Com o avanço da tecnologia, o uso de mídias digitais é introduzido cada vez mais cedo ao cotidiano da população pediátrica. Para repercutir o impacto desse novo cenário à saúde dos mais jovens, a 24ª edição do Fórum da Academia Brasileira de Pediatria (ABP), realizada em Fortaleza (CE), trouxe ao centro dos debates o tema “Telas: o mundo preocupante do “deixar como está”. Na oportunidade, o tom das discussões esteve atrelado à busca pelo equilíbrio entre os benefícios e os malefícios advindos das inovações tecnológicas.
Segundo avalia o pesquisador e diretor da Fundação de Ciência, Tecnologia e Inovação de Fortaleza (Citinova), José Eurico de Vasconcelos Filho, a sociedade contemporânea é extremamente conectada, de forma que essa migração ao mundo digital se tornou irreversível, em todas as áreas: entretenimento, estudo e trabalho.
“Continuamente novas tecnologias são introduzidas ao nosso repertório e, na maioria das vezes, não há tempo para assimilar o impacto e definir limites. As inovações são vendidas como ‘maravilhas da modernidade’ e nós simplesmente as incorporamos. O efeito desse consumo sem critério está sendo percebido de várias formas, a exemplo da propagação do cyberbullying, da desinformação, da dependência digital e de vários outros transtornos comportamentais”, destacou.
Dados do relatório Tik Kids Online 2023 demonstram que 24% dos usuários da nova geração têm seu primeiro acesso à internet até no máximo seis anos de idade. Na avaliação do diretor, tecnologias podem ser muito úteis ao aprimoramento profissional, intelectual e artístico. No entanto, o uso precoce e sem supervisão adequada traz riscos inerentes.
CIDADANIA DIGITAL - Uma das proposições de enfrentamento ao cenário atual é a iniciativa “Cidadania Digital”, desenvolvida pela Universidade de Fortaleza em parceria com a Fundação Edson Queiroz e a Prefeitura de Fortaleza. Baseada na tríade escola, família e estudante, a iniciativa incentiva focar na educação da comunidade para o uso consciente da internet.
“Com o auxílio de material multimídia, iniciamos um treinamento dos professores sobre como utilizar as mídias digitais de maneira positiva e evitar os principais riscos. Usamos a escola como lócus para propagar esse conhecimento aos alunos, incluindo os pais nesse processo. Todos os responsáveis recebem ferramentas e instruções para acompanhar as crianças e os adolescentes nesse novo universo”, explicou o professor José Eurico.
ENSINO - O impacto do uso crescente de telas também pode ser verificado dentro das salas de aula, trazendo preocupação aos profissionais da educação.

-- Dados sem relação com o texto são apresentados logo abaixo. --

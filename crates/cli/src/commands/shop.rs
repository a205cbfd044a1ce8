//! Coupon, checkout, and order history commands.

use rust_decimal::Decimal;

use rahat_core::{DiscountType, Money, PaymentMethod};
use rahat_storefront::checkout::{CheckoutError, CheckoutMetadata};
use rahat_storefront::pricing::CheckoutSummary;
use rahat_storefront::{Storefront, StorefrontError};

/// Arguments of `rahat checkout`.
#[derive(Debug)]
pub struct CheckoutArgs {
    pub slugs: Vec<String>,
    pub coupon: Option<String>,
    pub method: PaymentMethod,
    pub player_id: Option<String>,
    pub phone: Option<String>,
    pub address: Option<String>,
}

/// Validate a coupon and, given a subtotal, show what it takes off.
///
/// # Errors
///
/// Returns an error if the code is empty or refused.
#[allow(clippy::print_stdout)]
pub async fn check_coupon(
    storefront: &Storefront,
    code: &str,
    subtotal: Option<Decimal>,
) -> Result<(), StorefrontError> {
    let coupon = storefront.coupon().apply(code).await?;
    let value = match coupon.discount_type {
        DiscountType::Percentage => format!("{}%", coupon.value),
        DiscountType::Fixed => storefront.display_price(Money::usd(coupon.value)),
    };
    println!("{} is valid: {value} off", coupon.code);

    if let Some(subtotal) = subtotal {
        print_summary(storefront, &CheckoutSummary::new(Money::usd(subtotal), Some(&coupon)));
    }
    Ok(())
}

/// Order the products named by `args.slugs`, one cart line per slug.
///
/// # Errors
///
/// Returns an error if a product cannot be found, the coupon is refused, or
/// the checkout fails. On a partial failure the orders that were created are
/// printed before the error is returned.
#[allow(clippy::print_stdout)]
pub async fn checkout(storefront: &Storefront, args: CheckoutArgs) -> Result<(), StorefrontError> {
    for slug in &args.slugs {
        let product = storefront.catalog().product(slug).await?;
        storefront.add_to_cart(product);
    }
    if let Some(code) = args.coupon.as_deref() {
        storefront.coupon().apply(code).await?;
    }

    let metadata = CheckoutMetadata {
        player_id: args.player_id,
        phone: args.phone,
        address: args.address,
    };
    let missing = storefront.checkout().plan().missing_fields(&metadata);
    if !missing.is_empty() {
        tracing::warn!(?missing, "Checkout details missing");
    }

    print_summary(storefront, &storefront.summary());

    match storefront.checkout().process_checkout(&metadata, args.method).await {
        Ok(outcome) => {
            for order in &outcome.orders {
                println!("order {} created ({})", order.id, order.status);
            }
            println!("{} order(s) placed", outcome.orders.len());
            Ok(())
        }
        Err(CheckoutError::PartialFailure {
            created,
            failed_line,
            source,
        }) => {
            for order in &created {
                println!("order {} created ({})", order.id, order.status);
            }
            Err(CheckoutError::PartialFailure {
                created,
                failed_line,
                source,
            }
            .into())
        }
        Err(e) => Err(e.into()),
    }
}

/// List the signed-in user's orders.
///
/// # Errors
///
/// Returns an error if the request fails.
#[allow(clippy::print_stdout)]
pub async fn orders(storefront: &Storefront) -> Result<(), StorefrontError> {
    for order in storefront.checkout().order_history().await? {
        let product = order
            .product
            .as_ref()
            .map(|p| p.name(storefront.language()).to_string())
            .unwrap_or_else(|| format!("product {}", order.product_id));
        let status = order
            .status
            .label_key()
            .map_or_else(|| order.status.to_string(), |key| storefront.translate(key).to_string());
        println!(
            "{:<8} {:<12} {:<12} {}",
            order.id.to_string(),
            status,
            storefront.display_price(order.total_price),
            product
        );
    }
    Ok(())
}

#[allow(clippy::print_stdout)]
fn print_summary(storefront: &Storefront, summary: &CheckoutSummary) {
    println!("subtotal: {}", storefront.display_price(summary.subtotal));
    if !summary.discount.is_zero() {
        println!("discount: -{}", storefront.display_price(summary.discount));
    }
    println!("total:    {}", storefront.display_price(summary.total));
}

O alerta foi proferido durante o 24º Fórum da ABP, pelo professor de Ciências e Biologia da Organização Educacional Farias Brito, Giordano Vasconcelos Capibaribe.
“O uso da tecnologia tem repercutido no processo de aprendizado dos estudantes, afetando áreas como estabilidade emocional, raciocínio lógico, capacidade de concentração e foco. Há várias alterações de comportamento perceptíveis, algumas delas relacionadas a disfunções no sistema de recompensa rápida do cérebro, do qual propositalmente valem-se as redes sociais”, avalia.
De acordo com o especialista, o comportamento dentro e fora de sala de aula está mudando, uma vez que os smartphones ocupam o lugar de companheiro inseparável, tanto de adultos quanto de crianças e adolescentes. “O primeiro passo é em pesquisas, saber quais os efeitos mais recorrentes e qual a amplitude do problema? Além disso, é indispensável que ocorra um processo de regulamentação da internet, ouvindo profissionais de diferentes áreas. Somente um esforço interdisciplinar poderá apontar os caminhos efetivos. É uma questão urgente de saúde pública”, definiu Giordano.
BRINQUEDOTECA - Como forma de estimular as crianças e mantê-las afastadas das telas por mais tempo, a Sociedade Cearense de Pediatria (Socep) inaugurou recentemente uma brinquedoteca infantil. O espaço é voltado para os pequenos de um a dez anos de idade, filhos e netos dos pediatras associados. Chamada de “Bora Brincar”, a instalação é decorada com material reciclado, como instrumentos musicais interativos, painel sensorial com esponjas, canos e torneiras. A área também conta com publicações infantis clássicas.
A 2ª vice-presidente da Sociedade Brasileira de Pediatria (SBP), dra. Anamaria Cavalcante e Silva, reforça que, atualmente, educar é mais difícil do que em outras épocas. “As telas estão causando danos à saúde e ainda não sabemos plenamente as consequências. É preciso conquistar as crianças, lutando contra as telas e a favor dos brinquedos e livros”, frisou.